We noticed it this morning on multiple machines, and it seems to be spreading. The worm injects itself into the Windows explorer shell, and from there attempts to update multiple locations in the registry and removable drives like usb sticks with SETUP\DATA\June.exe.
It includes a nasty message in the accompanying autorun.inf file with a long annoying string.
;HEHhahahahehhehehahahahhehehehaha

It was packed with Armadillo, which potentially made it difficult to detect for the AV vendors — none detected it this morning, and this afternoon seems to bring only one or two vendors declaring it “suspicious” since we uploaded it to VirusTotal for sharing. Be sure to add true client-side behavioral protection to your system, and as always, use caution when sharing usb sticks with others.

We are seeing it running on systems alongside FakeAv installers, including “System Security”, where we see the fake scare tactics blaring “WARNING! 38 infections found!!!”. The two may be related, we are investigating.

Which of course, continues to nag the user with “System Security Firewall has blocked a program from accessing the internet” and pops its nag system tray balloon with “System Security Warning Your PC is still infected with dangerous viruses”

Bruce Schneier on Conficker

Monday, April 27th, 2009

At the RSA Conference in San Francisco, Bruce Schneier opined on the media sensation that Conficker became. According to Iain Thompson, Schneier said that “it was a classic example of how the mainstream news media misunderstood the threat from malware and used it to make news to the detriment of security…such cases may have helped vendors sell more security products but in some ways they made the situation worse, since people became inured to virus stories and this might lead them to ignore future warnings.” Here is a case where the old excuse “if it raises awareness, it must be a good thing” is wearing thin. At the same time, Conficker is in the wild, it is sophisticated code and actively run by an experienced group, and it is more than just an enterprise issue. So let’s not completely ignore it, and continue to keep a level head about the threat.

This past week, the ThreatFire community stopped a slew of autorun-launched malicious Conficker code from users’ removable drives:
c:\windows\system32\RunDLL32.EXE Shell32.DLL,ShellExec_RunDLL RUNdLl32.ExE .\RECYCLER\S-5-3-42-2819952290-8240758988-879315005-3665\jwgkvsq.vmx,ahaezedrn

These are consumer PCs, and these Conficker/Downadup attacks continue to be real usb-stick based attacks on users’ systems. Please continue using a layered security approach, including a behavioral based solution for the times when you don’t patch immediately or there just isn’t a patch for a vulnerability, be sure to patch your system when patches/updates are released, and practice safe use of removable storage (network and usb-based).

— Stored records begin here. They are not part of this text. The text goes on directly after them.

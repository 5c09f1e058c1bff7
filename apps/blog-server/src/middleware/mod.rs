//! Cross-cutting request/response concerns.

pub mod error;
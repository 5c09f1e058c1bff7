//! # Quill Infrastructure
//!
//! Concrete implementations of the ports defined in `quill-core`.
//! This crate contains the database repositories and password hashing.
//!
//! ## Feature Flags
//!
//! - `postgres` (default) - PostgreSQL repositories via SeaORM; without it
//!   only the in-memory repositories are available

pub mod auth;
pub mod database;

pub use auth::Argon2PasswordService;
pub use database::{InMemoryCommentRepository, InMemoryPostRepository, InMemoryUserRepository};

#[cfg(feature = "postgres")]
pub use database::{
    DatabaseConfig, PostgresCommentRepository, PostgresPostRepository, PostgresUserRepository,
};
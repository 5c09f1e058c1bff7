//! # Quill Shared
//!
//! Types shared between the server and any client: form shapes with their
//! validation rules, page payloads, and the standard error body.

pub mod dto;
pub mod forms;
pub mod response;

pub use forms::FieldErrors;
pub use response::ErrorResponse;
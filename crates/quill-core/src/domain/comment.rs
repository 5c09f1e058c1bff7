use chrono::{DateTime, Utc};
use serde::{Deserialize, Serialize};
use uuid::Uuid;

/// Comment entity - attached to exactly one post and one author.
#[derive(Debug, Clone, Serialize, Deserialize)]
pub struct Comment {
    pub id: Uuid,
    pub author_id: Uuid,
    pub post_id: Uuid,
    pub body: String,
    pub created_at: DateTime<Utc>,
}

impl Comment {
    /// Create a new comment.
    pub fn new(author_id: Uuid, post_id: Uuid, body: String) -> Self {
        Self {
            id: Uuid::new_v4(),
            author_id,
            post_id,
            body,
            created_at: Utc::now(),
        }
    }
}
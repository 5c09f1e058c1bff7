//! Ports - trait definitions for external dependencies.
//! These are the "interfaces" that infrastructure must implement.

mod auth;
mod repository;

pub use auth::{AuthError, PasswordService};
pub use repository::{BaseRepository, CommentRepository, PostRepository, UserRepository};
use std::time::Duration;

use sea_orm::{ConnectOptions, Database, DbConn, DbErr};

/// Configuration for the database connection.
#[derive(Debug, Clone)]
pub struct DatabaseConfig {
    pub url: String,
    pub max_connections: u32,
    pub min_connections: u32,
}

impl DatabaseConfig {
    /// Open the connection pool described by this configuration.
    pub async fn connect(&self) -> Result<DbConn, DbErr> {
        tracing::info!("Initializing database connection...");

        let opts = ConnectOptions::new(&self.url)
            .max_connections(self.max_connections)
            .min_connections(self.min_connections)
            .connect_timeout(Duration::from_secs(10))
            .idle_timeout(Duration::from_secs(300))
            .sqlx_logging(true)
            .to_owned();

        let conn = Database::connect(opts).await?;
        tracing::info!("Database connected (pool: {})", self.max_connections);

        Ok(conn)
    }
}
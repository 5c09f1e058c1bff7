//! Post pages and admin-only post management, plus comment submission.

use actix_web::{HttpResponse, web};
use uuid::Uuid;

use quill_core::domain::{Comment, Post};
use quill_shared::dto::{CommentView, FormPage, PostPage};
use quill_shared::forms::{CommentForm, FieldErrors, PostForm};

use crate::handlers::{current_user, pages::author_name, require_admin, see_other};
use crate::middleware::error::{AppError, AppResult};
use crate::session::SessionContext;
use crate::state::AppState;

const POST_FIELDS: &[&str] = &["title", "subtitle", "img_url", "body"];

async fn load_post(state: &AppState, id: Uuid) -> AppResult<Post> {
    state
        .posts
        .find_by_id(id)
        .await?
        .ok_or_else(|| AppError::NotFound(format!("post {id} not found")))
}

/// GET /post/{id}
pub async fn show_post(
    state: web::Data<AppState>,
    session: SessionContext,
    path: web::Path<Uuid>,
) -> AppResult<HttpResponse> {
    let post = load_post(&state, path.into_inner()).await?;
    let comments = state.comments.find_by_post_id(post.id).await?;

    let mut views = Vec::with_capacity(comments.len());
    for comment in comments {
        let author = author_name(&state, comment.author_id).await;
        views.push(CommentView {
            id: comment.id,
            author,
            body: comment.body,
            date: comment.created_at.format("%B %d, %Y").to_string(),
        });
    }

    let author = author_name(&state, post.author_id).await;
    let date = post.display_date();
    Ok(HttpResponse::Ok().json(PostPage {
        id: post.id,
        title: post.title,
        subtitle: post.subtitle,
        body: post.body,
        img_url: post.img_url,
        author,
        date,
        comments: views,
        flash: session.take_flash(),
    }))
}

/// POST /post/{id} - comment submission.
///
/// Anonymous callers are sent to the login page with a flash and nothing is
/// created.
pub async fn add_comment(
    state: web::Data<AppState>,
    session: SessionContext,
    path: web::Path<Uuid>,
    body: web::Form<CommentForm>,
) -> AppResult<HttpResponse> {
    let Some(user) = current_user(&state, &session).await? else {
        session.set_flash("Please log in to comment.")?;
        return Ok(see_other("/login"));
    };

    let form = body.into_inner();
    form.validate().map_err(AppError::Validation)?;

    // The comment must reference an existing post.
    let post = load_post(&state, path.into_inner()).await?;

    let comment = state
        .comments
        .save(Comment::new(user.id, post.id, form.body))
        .await?;
    tracing::debug!(comment_id = %comment.id, post_id = %post.id, "comment created");

    Ok(see_other(&format!("/post/{}", post.id)))
}

/// GET /new-post (admin only)
pub async fn new_post_form(
    state: web::Data<AppState>,
    session: SessionContext,
) -> AppResult<HttpResponse> {
    require_admin(&state, &session).await?;
    Ok(HttpResponse::Ok().json(FormPage::new("post", POST_FIELDS)))
}

/// POST /new-post (admin only)
pub async fn create_post(
    state: web::Data<AppState>,
    session: SessionContext,
    body: web::Form<PostForm>,
) -> AppResult<HttpResponse> {
    let admin = require_admin(&state, &session).await?;

    let form = body.into_inner();
    form.validate().map_err(AppError::Validation)?;

    if state.posts.find_by_title(&form.title).await?.is_some() {
        return Err(AppError::Validation(duplicate_title()));
    }

    let post = state
        .posts
        .save(Post::new(
            admin.id,
            form.title,
            form.subtitle,
            form.body,
            form.img_url,
        ))
        .await?;
    tracing::info!(post_id = %post.id, "post created");

    Ok(see_other("/"))
}

/// GET /edit-post/{id} (admin only) - current values for prefilling.
pub async fn edit_post_form(
    state: web::Data<AppState>,
    session: SessionContext,
    path: web::Path<Uuid>,
) -> AppResult<HttpResponse> {
    require_admin(&state, &session).await?;

    let post = load_post(&state, path.into_inner()).await?;
    Ok(HttpResponse::Ok().json(PostForm {
        title: post.title,
        subtitle: post.subtitle,
        img_url: post.img_url,
        body: post.body,
    }))
}

/// POST /edit-post/{id} (admin only)
///
/// Author and creation date are preserved; only the form fields change.
pub async fn edit_post(
    state: web::Data<AppState>,
    session: SessionContext,
    path: web::Path<Uuid>,
    body: web::Form<PostForm>,
) -> AppResult<HttpResponse> {
    require_admin(&state, &session).await?;

    let mut post = load_post(&state, path.into_inner()).await?;

    let form = body.into_inner();
    form.validate().map_err(AppError::Validation)?;

    if form.title != post.title && state.posts.find_by_title(&form.title).await?.is_some() {
        return Err(AppError::Validation(duplicate_title()));
    }

    post.title = form.title;
    post.subtitle = form.subtitle;
    post.img_url = form.img_url;
    post.body = form.body;

    let post = state.posts.save(post).await?;
    tracing::info!(post_id = %post.id, "post updated");

    Ok(see_other(&format!("/post/{}", post.id)))
}

/// GET /delete/{id} (admin only)
pub async fn delete_post(
    state: web::Data<AppState>,
    session: SessionContext,
    path: web::Path<Uuid>,
) -> AppResult<HttpResponse> {
    require_admin(&state, &session).await?;

    let post = load_post(&state, path.into_inner()).await?;

    // Comments hang off the post; remove them first so no orphans remain.
    let removed = state.comments.delete_by_post_id(post.id).await?;
    state.posts.delete(post.id).await?;
    tracing::info!(post_id = %post.id, comments_removed = removed, "post deleted");

    Ok(see_other("/"))
}

fn duplicate_title() -> FieldErrors {
    let mut errors = FieldErrors::new();
    errors.insert("title", "A post with this title already exists.".to_string());
    errors
}
//! Data Transfer Objects - the JSON page payloads the server renders.
//!
//! Template rendering lives outside this system; these payloads are the
//! "view" side of each handler's contract.

use serde::{Deserialize, Serialize};
use uuid::Uuid;

/// One post row on the index page.
#[derive(Debug, Clone, Serialize, Deserialize)]
pub struct PostSummary {
    pub id: Uuid,
    pub title: String,
    pub subtitle: String,
    pub author: String,
    pub date: String,
}

/// A rendered comment under a post.
#[derive(Debug, Clone, Serialize, Deserialize)]
pub struct CommentView {
    pub id: Uuid,
    pub author: String,
    pub body: String,
    pub date: String,
}

/// The full post page.
#[derive(Debug, Clone, Serialize, Deserialize)]
pub struct PostPage {
    pub id: Uuid,
    pub title: String,
    pub subtitle: String,
    pub body: String,
    pub img_url: String,
    pub author: String,
    pub date: String,
    pub comments: Vec<CommentView>,
    #[serde(skip_serializing_if = "Option::is_none")]
    pub flash: Option<String>,
}

/// The index page: all posts, newest first.
#[derive(Debug, Clone, Serialize, Deserialize)]
pub struct IndexPage {
    pub posts: Vec<PostSummary>,
    #[serde(skip_serializing_if = "Option::is_none")]
    pub flash: Option<String>,
}

/// Descriptor for a form page; clients render the fields themselves.
#[derive(Debug, Clone, Serialize)]
pub struct FormPage {
    pub form: &'static str,
    pub fields: &'static [&'static str],
    #[serde(skip_serializing_if = "Option::is_none")]
    pub flash: Option<String>,
}

impl FormPage {
    pub fn new(form: &'static str, fields: &'static [&'static str]) -> Self {
        Self {
            form,
            fields,
            flash: None,
        }
    }

    pub fn with_flash(mut self, flash: Option<String>) -> Self {
        self.flash = flash;
        self
    }
}

/// A static page (about, contact).
#[derive(Debug, Clone, Serialize)]
pub struct StaticPage {
    pub page: &'static str,
}
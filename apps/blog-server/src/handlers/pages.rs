//! Public pages: the post index and the static pages.

use actix_web::{HttpResponse, web};

use quill_shared::dto::{IndexPage, PostSummary, StaticPage};

use crate::middleware::error::AppResult;
use crate::session::SessionContext;
use crate::state::AppState;

/// GET /
pub async fn index(state: web::Data<AppState>, session: SessionContext) -> AppResult<HttpResponse> {
    let posts = state.posts.list_all().await?;

    let mut summaries = Vec::with_capacity(posts.len());
    for post in posts {
        let author = author_name(&state, post.author_id).await;
        summaries.push(PostSummary {
            id: post.id,
            title: post.title.clone(),
            subtitle: post.subtitle.clone(),
            author,
            date: post.display_date(),
        });
    }

    Ok(HttpResponse::Ok().json(IndexPage {
        posts: summaries,
        flash: session.take_flash(),
    }))
}

/// GET /about
pub async fn about() -> HttpResponse {
    HttpResponse::Ok().json(StaticPage { page: "about" })
}

/// GET /contact
pub async fn contact() -> HttpResponse {
    HttpResponse::Ok().json(StaticPage { page: "contact" })
}

/// Resolve an author id to a display name. Referential integrity makes a
/// miss unexpected; log it and degrade instead of failing the whole page.
pub(crate) async fn author_name(state: &AppState, author_id: uuid::Uuid) -> String {
    match state.users.find_by_id(author_id).await {
        Ok(Some(user)) => user.name,
        Ok(None) => {
            tracing::error!(%author_id, "author referenced by content does not exist");
            "unknown".to_string()
        }
        Err(e) => {
            tracing::error!(%author_id, "failed to load author: {e}");
            "unknown".to_string()
        }
    }
}
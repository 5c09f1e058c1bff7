//! SeaORM entities for the blog tables.

pub mod comment;
pub mod post;
pub mod user;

Conficker autorun-based attacks made up a little less than 10% of the autorun-based attacks in April within the ThreatFire community. The other 90% of autorun based malware continues to thrive by abusing misunderstood autorun features, like Virut, Almanahe or SillyFDC, Dizan or Texel (also called Sality), W32.Whybo, W32.Rajump and a variety of Autorun worms that are dropping password stealers and keyloggers on victim machines. While the family names provided by Av scanners often are inaccurate or provide little information about the functionality of what was stopped, they are worms and they are real threats. In real terms, these worms are every bit as impactful on a system as the active Conficker threat.